Alors que la situation écologique nécessite une réaction urgente, ce n’est pas la COP26 de Glasgow qui viendra sauver la planète, ni les effets d’annonce verts des grandes entreprises. Depuis de nombreuses années le patronat fait des promesses dans les COP. Mais la réalité est que 50 % des émissions totales de CO2 qui ont eu lieu depuis le début de l’ère industrielle (en 1750) ont été libérées dans l’atmosphère depuis le programme de Kyotto, pire encore les dix dernières années représentent 10 % de ces émissions. Après le sommet de Paris (2015), les plus fortes augmentations des émissions de CO2 de l’histoire du capitalisme ont été enregistrées.

Les agendas verts promis conjointement par le grand patronat et les gouvernements ne seront appliqués que tant qu’ils n’affectent pas les affaires et les intérêts des grandes entreprises, le commerce mondial et la production capitaliste. Les énergies dites renouvelables, les « solutions basées sur la nature » et tous les autres plans revendiqués lors des sommets pour le climat sont la conséquence de négociations avec le patronat pour obtenir des gouvernements des contreparties financières. Quant à la COP 26 elle est vue par ces grandes entreprises comme le moyen de se reverdir vis-à-vis du grand public et de développer un commerce vert pour toujours générer plus de profits.

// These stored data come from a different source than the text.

//! Paged arena - fixed-size, zero-initialized memory pages.
//!
//! Pages never move once allocated, so a (page, offset) pair stays valid
//! for the lifetime of the arena. Allocation failure is reported, not
//! aborted on.

use std::{alloc::Layout, fmt, ptr::NonNull};

use tracing::trace;

use crate::error::{EcsError, EcsResult};

/// Size of every page, in bytes.
pub const PAGE_SIZE: usize = 64 * 1024;

/// Alignment of every page.
pub const PAGE_ALIGN: usize = 64;

/// A single zero-initialized page.
struct Page {
    data: NonNull<u8>,
}

// SAFETY: a page exclusively owns its allocation and holds plain bytes.
unsafe impl Send for Page {}
unsafe impl Sync for Page {}

impl Page {
    const fn layout() -> Layout {
        // SAFETY: PAGE_ALIGN is a power of two and PAGE_SIZE is a multiple of it
        unsafe { Layout::from_size_align_unchecked(PAGE_SIZE, PAGE_ALIGN) }
    }

    fn allocate() -> EcsResult<Self> {
        // SAFETY: layout is non-zero
        let ptr = unsafe { std::alloc::alloc_zeroed(Self::layout()) };
        let data = NonNull::new(ptr).ok_or(EcsError::OutOfMemory)?;
        Ok(Self { data })
    }
}

impl Drop for Page {
    fn drop(&mut self) {
        // SAFETY: data was allocated with this layout
        unsafe { std::alloc::dealloc(self.data.as_ptr(), Self::layout()) };
    }
}

/// Growable collection of fixed-size pages.
#[derive(Default)]
pub struct PagedArena {
    pages: Vec<Page>,
}

impl PagedArena {
    #[must_use]
    pub const fn new() -> Self {
        Self { pages: Vec::new() }
    }

    /// Allocate one more zeroed page and return its index.
    pub fn push_page(&mut self) -> EcsResult<usize> {
        self.pages.try_reserve(1).map_err(|_| EcsError::OutOfMemory)?;
        let page = Page::allocate()?;
        self.pages.push(page);
        trace!(pages = self.pages.len(), "allocated page");
        Ok(self.pages.len() - 1)
    }

    /// Number of allocated pages.
    #[must_use]
    pub fn len(&self) -> usize {
        self.pages.len()
    }

    #[must_use]
    pub fn is_empty(&self) -> bool {
        self.pages.is_empty()
    }

    /// Base pointer of a page.
    ///
    /// The pointer is valid for `PAGE_SIZE` bytes while the arena is alive.
    ///
    /// # Panics
    ///
    /// Panics if `index` is out of range.
    #[must_use]
    pub fn page_ptr(&self, index: usize) -> *mut u8 {
        self.pages[index].data.as_ptr()
    }

    /// Bytes of a page.
    #[must_use]
    pub fn page(&self, index: usize) -> &[u8] {
        // SAFETY: page is valid for PAGE_SIZE bytes and borrowed through &self
        unsafe { std::slice::from_raw_parts(self.page_ptr(index), PAGE_SIZE) }
    }

    /// Mutable bytes of a page.
    #[must_use]
    pub fn page_mut(&mut self, index: usize) -> &mut [u8] {
        // SAFETY: page is valid for PAGE_SIZE bytes and borrowed through &mut self
        unsafe { std::slice::from_raw_parts_mut(self.page_ptr(index), PAGE_SIZE) }
    }
}

impl fmt::Debug for PagedArena {
    fn fmt(&self, f: &mut fmt::Formatter<'_>) -> fmt::Result {
        f.debug_struct("PagedArena")
            .field("pages", &self.pages.len())
            .field("bytes", &(self.pages.len() * PAGE_SIZE))
            .finish()
    }
}

#[cfg(test)]
mod tests {
    use super::*;

    #[test]
    fn test_pages_zeroed_and_aligned() {
        let mut arena = PagedArena::new();
        assert!(arena.is_empty());

        let idx = arena.push_page().unwrap();
        assert_eq!(idx, 0);
        assert_eq!(arena.len(), 1);
        assert_eq!(arena.page_ptr(0) as usize % PAGE_ALIGN, 0);
        assert!(arena.page(0).iter().all(|&b| b == 0));
    }

    #[test]
    fn test_pages_do_not_move() {
        let mut arena = PagedArena::new();
        arena.push_page().unwrap();
        arena.page_mut(0)[17] = 42;
        let first = arena.page_ptr(0);

        for _ in 0..8 {
            arena.push_page().unwrap();
        }

        assert_eq!(arena.page_ptr(0), first);
        assert_eq!(arena.page(0)[17], 42);
    }
}
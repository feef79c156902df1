/**
 * STOCKPIT Sync Daemon Entry Point
 *
 * Runs the offline sync manager against the configured backend, logging
 * every status change until interrupted.
 */
use std::sync::Arc;

use stockpit_sync::config::Config;
use stockpit_sync::offline::open_store;
use stockpit_sync::remote::RestBackend;
use stockpit_sync::shared::SystemClock;
use stockpit_sync::sync::{ProbeConnectivity, SyncManager, SyncStatus};

#[tokio::main]
async fn main() -> Result<(), Box<dyn std::error::Error>> {
    // Load environment variables from .env file if present
    dotenv::dotenv().ok();

    let env_filter = std::env::var("RUST_LOG").unwrap_or_else(|_| "info".to_string());
    tracing_subscriber::fmt()
        .with_env_filter(tracing_subscriber::EnvFilter::new(&env_filter))
        .init();

    let config = Config::load()?;
    match config.source() {
        Some(path) => tracing::info!("Loaded configuration from {}", path.display()),
        None => tracing::info!("No configuration file found, using defaults and environment"),
    }

    let app = config.app();
    let store = open_store(app, Arc::new(SystemClock));
    let remote = Arc::new(RestBackend::from_config(app)?);
    let connectivity = Arc::new(ProbeConnectivity::from_config(app)?);
    connectivity.start();

    let manager = Arc::new(SyncManager::new(
        store,
        remote,
        connectivity.clone(),
        config.sync_config(),
    ));
    manager.subscribe(log_status).detach();
    manager.init().await?;

    tracing::info!("Sync daemon running, press Ctrl-C to stop");
    tokio::signal::ctrl_c().await?;

    tracing::info!("Shutting down");
    manager.destroy().await;
    connectivity.stop();

    let metrics = manager.metrics();
    tracing::info!(
        passes = metrics.total_passes,
        applied = metrics.mutations_applied,
        rejected = metrics.mutations_rejected,
        deferred = metrics.mutations_deferred,
        "Sync totals"
    );
    Ok(())
}

fn log_status(status: &SyncStatus) {
    tracing::info!(
        online = status.is_online,
        syncing = status.is_syncing,
        pending = status.pending_count,
        last_sync = ?status.last_sync_time,
        "Sync status"
    );
    if let Some(error) = &status.error {
        tracing::warn!("Last sync reported: {}", error);
    }
}
//! # In-Memory Mutation Queue
//!
//! A [`DurableStore`] that keeps records in process memory. Nothing survives
//! a restart, so it is only suitable for tests and throwaway sessions; the
//! ordering and sync-flag semantics match the persistent stores exactly.
//!
//! ## Usage
//!
//! ```rust,no_run
//! use stockpit_sync::offline::{DurableStore, MemoryStore};
//! use stockpit_sync::shared::{MutationOperation, Payload};
//!
//! # async fn example() -> Result<(), stockpit_sync::shared::StorageError> {
//! let queue = MemoryStore::new();
//! let id = queue.enqueue("inventory", MutationOperation::Delete, Payload::new()).await?;
//! queue.mark_synced(&id).await?;
//! assert_eq!(queue.count().await?, 0);
//! # Ok(())
//! # }
//! ```

use crate::offline::{DurableStore, StoreOptions};
use crate::shared::error::StorageError;
use crate::shared::mutation::{MutationId, MutationOperation, Payload, PendingMutation};
use async_trait::async_trait;
use tokio::sync::RwLock;

/// In-process mutation queue
#[derive(Debug, Default)]
pub struct MemoryStore {
    /// Queued mutations in insertion order
    mutations: RwLock<Vec<PendingMutation>>,
    options: StoreOptions,
}

impl MemoryStore {
    /// Create an empty queue with default options
    pub fn new() -> Self {
        Self::default()
    }

    /// Create an empty queue with explicit options
    pub fn with_options(options: StoreOptions) -> Self {
        Self {
            mutations: RwLock::new(Vec::new()),
            options,
        }
    }

    /// Every record, synced or not, in insertion order
    pub async fn snapshot(&self) -> Vec<PendingMutation> {
        self.mutations.read().await.clone()
    }
}

#[async_trait]
impl DurableStore for MemoryStore {
    async fn initialize(&self) -> Result<(), StorageError> {
        Ok(())
    }

    async fn enqueue(
        &self,
        table: &str,
        operation: MutationOperation,
        payload: Payload,
    ) -> Result<MutationId, StorageError> {
        let mutation = self.options.new_mutation(table, operation, payload)?;
        let id = mutation.id.clone();

        let mut mutations = self.mutations.write().await;
        mutations.push(mutation);
        tracing::debug!(mutation_id = %id, table, "Mutation queued in memory");
        Ok(id)
    }

    async fn list_pending(&self) -> Result<Vec<PendingMutation>, StorageError> {
        let mutations = self.mutations.read().await;
        let mut pending: Vec<PendingMutation> = mutations
            .iter()
            .filter(|m| !m.synced)
            .cloned()
            .collect();
        // Stable sort keeps insertion order for equal timestamps
        pending.sort_by_key(|m| m.enqueued_at);
        Ok(pending)
    }

    async fn mark_synced(&self, id: &MutationId) -> Result<(), StorageError> {
        let mut mutations = self.mutations.write().await;
        if let Some(mutation) = mutations.iter_mut().find(|m| &m.id == id) {
            mutation.synced = true;
        }
        Ok(())
    }

    async fn purge_synced(&self) -> Result<(), StorageError> {
        let mut mutations = self.mutations.write().await;
        mutations.retain(|m| !m.synced);
        Ok(())
    }

    async fn count(&self) -> Result<usize, StorageError> {
        let mutations = self.mutations.read().await;
        Ok(mutations.iter().filter(|m| !m.synced).count())
    }

    async fn clear_all(&self) -> Result<(), StorageError> {
        self.mutations.write().await.clear();
        Ok(())
    }
}
//! Offline sync scenarios
//!
//! Each test walks one user-visible story through the manager, the mock
//! backend and a real store.

use assert_matches::assert_matches;
use crate::common::{harness, payload, quiet_config, wait_for_status, wait_until};
use pretty_assertions::assert_eq;
use serde_json::json;
use std::sync::{Arc, Mutex};
use std::time::Duration;
use stockpit_sync::local_db::{LocalDatabase, SqliteStore};
use stockpit_sync::offline::{DurableStore, MemoryStore, StoreOptions};
use stockpit_sync::shared::{ManualClock, MutationOperation, RemoteError};
use stockpit_sync::sync::{SubmitOutcome, SyncStatus};

fn sqlite_store() -> Arc<SqliteStore> {
    Arc::new(SqliteStore::new(LocalDatabase::in_memory(), StoreOptions::default()))
}

#[tokio::test]
async fn test_offline_insert_replays_when_connection_returns() {
    let h = harness(sqlite_store(), false, quiet_config());
    h.manager.init().await.unwrap();

    let outcome = h
        .manager
        .submit("inventory", MutationOperation::Insert, payload(json!({ "name": "milk" })))
        .await
        .unwrap();
    assert_matches!(outcome, SubmitOutcome::Queued(_));
    assert_eq!(h.manager.get_status().pending_count, 1);
    assert_eq!(h.remote.call_count(), 0);

    h.connectivity.set_online(true);
    let status = wait_for_status(&h.manager, |s| {
        s.is_online && s.last_sync_time.is_some() && !s.is_syncing
    })
    .await;

    assert_eq!(status.pending_count, 0);
    assert_eq!(status.error, None);
    let calls = h.remote.calls();
    assert_eq!(calls.len(), 1);
    assert_eq!(calls[0].operation, MutationOperation::Insert);
    assert_eq!(calls[0].table, "inventory");
    assert_eq!(calls[0].field("name"), json!("milk"));
    h.manager.destroy().await;
}

#[tokio::test]
async fn test_transient_failure_keeps_only_that_record() {
    let h = harness(sqlite_store(), true, quiet_config());
    h.manager.init().await.unwrap();

    let mut ids = Vec::new();
    for name in ["milk", "eggs", "bread"] {
        ids.push(
            h.store
                .enqueue("inventory", MutationOperation::Insert, payload(json!({ "name": name })))
                .await
                .unwrap(),
        );
    }
    h.remote.fail_call(1, RemoteError::transient("connection reset"));

    let report = h.manager.sync().await;
    assert_eq!((report.applied, report.deferred), (2, 1));

    let pending = h.store.list_pending().await.unwrap();
    assert_eq!(pending.len(), 1);
    assert_eq!(pending[0].id, ids[1]);

    let stats = h.store.database().get_stats().await.unwrap();
    assert_eq!(stats.synced_mutations, 0, "synced records must be purged");

    let status = h.manager.get_status();
    assert_eq!(status.pending_count, 1);
    let error = status.error.expect("error must be set");
    assert!(error.starts_with("1 item(s) failed to sync"), "{error}");
    assert!(error.contains(ids[1].as_str()), "{error}");
    h.manager.destroy().await;
}

#[tokio::test]
async fn test_rejected_delete_is_dropped() {
    let h = harness(sqlite_store(), true, quiet_config());
    h.manager.init().await.unwrap();

    h.store
        .enqueue("inventory", MutationOperation::Delete, payload(json!({ "id": "ghost" })))
        .await
        .unwrap();
    h.remote.fail_row("ghost", RemoteError::not_found("inventory", "ghost"));

    let report = h.manager.sync().await;
    assert_eq!(report.rejected, 1);

    let status = h.manager.get_status();
    assert_eq!(status.pending_count, 0);
    assert!(h.store.list_pending().await.unwrap().is_empty());
    let error = status.error.expect("error must be set");
    assert!(error.contains("ghost"), "{error}");

    // A later pass does not retry it
    let report = h.manager.sync().await;
    assert_eq!(report.applied + report.rejected, 0);
    assert_eq!(h.remote.call_count(), 1);
    h.manager.destroy().await;
}

#[tokio::test]
async fn test_back_to_back_sync_calls_replay_once() {
    let h = harness(Arc::new(MemoryStore::new()), true, quiet_config());
    h.manager.init().await.unwrap();
    for id in 0..5 {
        h.store
            .enqueue("inventory", MutationOperation::Delete, payload(json!({ "id": id })))
            .await
            .unwrap();
    }
    h.remote.set_delay(Duration::from_millis(20));

    let (first, second) = tokio::join!(h.manager.sync(), h.manager.sync());

    assert!(!first.skipped);
    assert!(second.skipped);
    assert_eq!(first.applied, 5);
    assert_eq!(h.remote.call_count(), 5);
    assert_eq!(h.manager.metrics().skipped_passes, 1);
    h.manager.destroy().await;
}

#[tokio::test]
async fn test_panicking_listener_does_not_starve_others() {
    let h = harness(Arc::new(MemoryStore::new()), true, quiet_config());
    h.manager.init().await.unwrap();

    let before: Arc<Mutex<Vec<SyncStatus>>> = Arc::default();
    let after: Arc<Mutex<Vec<SyncStatus>>> = Arc::default();

    let sink = before.clone();
    let _first = h.manager.subscribe(move |s| sink.lock().unwrap().push(s.clone()));
    let _panicking = h.manager.subscribe(|_| panic!("listener bug"));
    let sink = after.clone();
    let _last = h.manager.subscribe(move |s| sink.lock().unwrap().push(s.clone()));

    h.store
        .enqueue("inventory", MutationOperation::Delete, payload(json!({ "id": 1 })))
        .await
        .unwrap();
    h.manager.sync().await;
    h.connectivity.set_online(false);
    wait_for_status(&h.manager, |s| !s.is_online).await;

    let before = before.lock().unwrap().clone();
    let after = after.lock().unwrap().clone();
    assert_eq!(before, after);
    assert!(before.len() >= 3);
    assert!(after.iter().any(|s| s.is_syncing));
    assert_eq!(after.last().map(|s| s.is_online), Some(false));
    h.manager.destroy().await;
}

#[tokio::test]
async fn test_sync_while_offline_touches_nothing() {
    let h = harness(Arc::new(MemoryStore::new()), false, quiet_config());
    h.manager.init().await.unwrap();
    h.store
        .enqueue("inventory", MutationOperation::Insert, payload(json!({ "name": "milk" })))
        .await
        .unwrap();
    let before = h.manager.get_status();

    for _ in 0..3 {
        assert!(h.manager.sync().await.skipped);
    }
    h.manager.request_sync();
    tokio::time::sleep(Duration::from_millis(50)).await;

    assert_eq!(h.remote.call_count(), 0);
    assert_eq!(h.manager.get_status(), before);
    assert_eq!(h.store.count().await.unwrap(), 1);
    h.manager.destroy().await;
}

#[tokio::test]
async fn test_replay_follows_enqueue_time() {
    let clock = Arc::new(ManualClock::new(30));
    let store = Arc::new(MemoryStore::with_options(
        StoreOptions::default().with_clock(clock.clone()),
    ));
    let h = harness(store, true, quiet_config());
    h.manager.init().await.unwrap();

    for (at, id) in [(30, "c"), (10, "a"), (20, "b")] {
        clock.set(at);
        h.store
            .enqueue(
                "inventory",
                MutationOperation::Update,
                payload(json!({ "id": id, "qty": at })),
            )
            .await
            .unwrap();
    }

    h.manager.sync().await;
    let order: Vec<_> = h.remote.calls().into_iter().map(|c| c.row_id.unwrap()).collect();
    assert_eq!(order, vec![json!("a"), json!("b"), json!("c")]);
    h.manager.destroy().await;
}

#[tokio::test]
async fn test_mutation_enqueued_mid_pass_waits_for_next_pass() {
    let h = harness(Arc::new(MemoryStore::new()), true, quiet_config());
    h.manager.init().await.unwrap();
    h.store
        .enqueue("inventory", MutationOperation::Delete, payload(json!({ "id": 1 })))
        .await
        .unwrap();
    h.remote.set_delay(Duration::from_millis(50));

    let pass = h.manager.sync();
    let late = async {
        wait_until(|| h.remote.call_count() == 1).await;
        h.store
            .enqueue("inventory", MutationOperation::Delete, payload(json!({ "id": 2 })))
            .await
            .unwrap()
    };
    let (report, late_id) = tokio::join!(pass, late);

    assert_eq!(report.applied, 1);
    let pending = h.store.list_pending().await.unwrap();
    assert_eq!(pending.len(), 1);
    assert_eq!(pending[0].id, late_id);
    assert_eq!(h.manager.get_status().pending_count, 1);

    h.manager.sync().await;
    assert_eq!(h.store.count().await.unwrap(), 0);
    h.manager.destroy().await;
}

Comme l’exprimait Adrien Cornet à l’occasion du meeting de lancement de campagne d’Anasse Kazib : « La COP26 à Glasgow au mois de novembre sera une nouvelle mise en scène des patrons et des états à leur service qui vont collectivement faire semblant de se préoccuper du climat tout en faisant perdurer un système qui détruit cette même planète. Macron, comme la plupart des gouvernements capitalistes et les nombreux partis verts, nous promet une transition écolo main dans la main avec les entreprises. […] Le capitalisme détruit la planète, alors il va falloir détruire le capitalisme »

Le dernier rapport du Giec a montré qu’il était plus urgent que jamais de se battre contre le capitalisme. Alors que les conséquences de la crise climatique vont s’abattre sur les masses laborieuses partout dans le monde, c’est à la cause de cette future catastrophe qu’il faut s’attaquer. Cette perspective nous la porterons de façon centrale dans la campagne Anasse Kazib 2022 aux présidentielles en défendant la nécessité d’une planification rationnelle de l’économie sous contrôle des travailleurs pour résoudre et d’une issue révolutionnaire à la crise climatique.